◆ Task
When a line in the records includes the string "intermediate", it goes into the tally; report that tally alone.

(Data extracted from a collection)

══════════

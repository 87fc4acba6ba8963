//! Smoothness normalization and quality bucket classification.

use serde::{Deserialize, Serialize};
use std::fmt;
use std::str::FromStr;

/// Coarse four-way quality classification that drives styling.
#[derive(Debug, Clone, Copy, PartialEq, Eq, Hash, PartialOrd, Ord, Serialize, Deserialize)]
#[serde(rename_all = "lowercase")]
pub enum QualityBucket {
    Excellent,
    Good,
    Poor,
    Unknown,
}

impl QualityBucket {
    /// Every bucket, in display order.
    pub const ALL: [QualityBucket; 4] = [
        QualityBucket::Excellent,
        QualityBucket::Good,
        QualityBucket::Poor,
        QualityBucket::Unknown,
    ];

    pub fn as_str(&self) -> &'static str {
        match self {
            QualityBucket::Excellent => "excellent",
            QualityBucket::Good => "good",
            QualityBucket::Poor => "poor",
            QualityBucket::Unknown => "unknown",
        }
    }
}

impl fmt::Display for QualityBucket {
    fn fmt(&self, f: &mut fmt::Formatter<'_>) -> fmt::Result {
        f.write_str(self.as_str())
    }
}

impl FromStr for QualityBucket {
    type Err = String;

    fn from_str(s: &str) -> Result<Self, Self::Err> {
        match s.trim().to_lowercase().as_str() {
            "excellent" => Ok(QualityBucket::Excellent),
            "good" => Ok(QualityBucket::Good),
            "poor" => Ok(QualityBucket::Poor),
            "unknown" => Ok(QualityBucket::Unknown),
            other => Err(format!(
                "unknown quality bucket '{}' (expected excellent, good, poor or unknown)",
                other
            )),
        }
    }
}

/// Map a smoothness value to its bucket.
///
/// Total over all inputs: absent or blank maps to `Unknown`, and any other
/// value that is not `excellent` or `good` falls into `Poor`.
pub fn bucket_for(smoothness: Option<&str>) -> QualityBucket {
    match smoothness {
        None => QualityBucket::Unknown,
        Some(s) if s.trim().is_empty() => QualityBucket::Unknown,
        Some("excellent") => QualityBucket::Excellent,
        Some("good") => QualityBucket::Good,
        Some(_) => QualityBucket::Poor,
    }
}

/// Canonical smoothness values accepted by the geodata store.
pub const SMOOTHNESS_VALUES: [&str; 8] = [
    "excellent",
    "good",
    "intermediate",
    "bad",
    "very_bad",
    "horrible",
    "very_horrible",
    "impassable",
];

/// Whether `value` is one of [`SMOOTHNESS_VALUES`].
pub fn is_valid_smoothness(value: &str) -> bool {
    SMOOTHNESS_VALUES.contains(&value)
}

/// Human labels (Polish, English) for a canonical smoothness value.
pub fn smoothness_label(value: &str) -> Option<(&'static str, &'static str)> {
    let labels = match value {
        "excellent" => ("Doskonała", "Excellent"),
        "good" => ("Dobra", "Good"),
        "intermediate" => ("Średnia", "Intermediate"),
        "bad" => ("Zła", "Bad"),
        "very_bad" => ("Bardzo zła", "Very bad"),
        "horrible" => ("Fatalna", "Horrible"),
        "very_horrible" => ("Bardzo fatalna", "Very horrible"),
        "impassable" => ("Nieprzejezdna", "Impassable"),
        _ => return None,
    };
    Some(labels)
}

/// Normalize a raw smoothness tag as it arrives from the remote source.
///
/// Lowercases and trims, then folds community synonyms onto canonical
/// values. Unmapped values pass through unchanged; an empty string means the
/// tag is effectively absent.
pub fn normalize_smoothness(raw: &str) -> Option<String> {
    let value = raw.trim().to_lowercase();
    if value.is_empty() {
        return None;
    }

    let canonical = match value.as_str() {
        "very_good" | "perfect" => "excellent",
        "smooth" => "good",
        "rough" | "poor" => "bad",
        "very_rough" => "very_bad",
        _ => return Some(value),
    };
    Some(canonical.to_string())
}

══════════

◆ Response area
2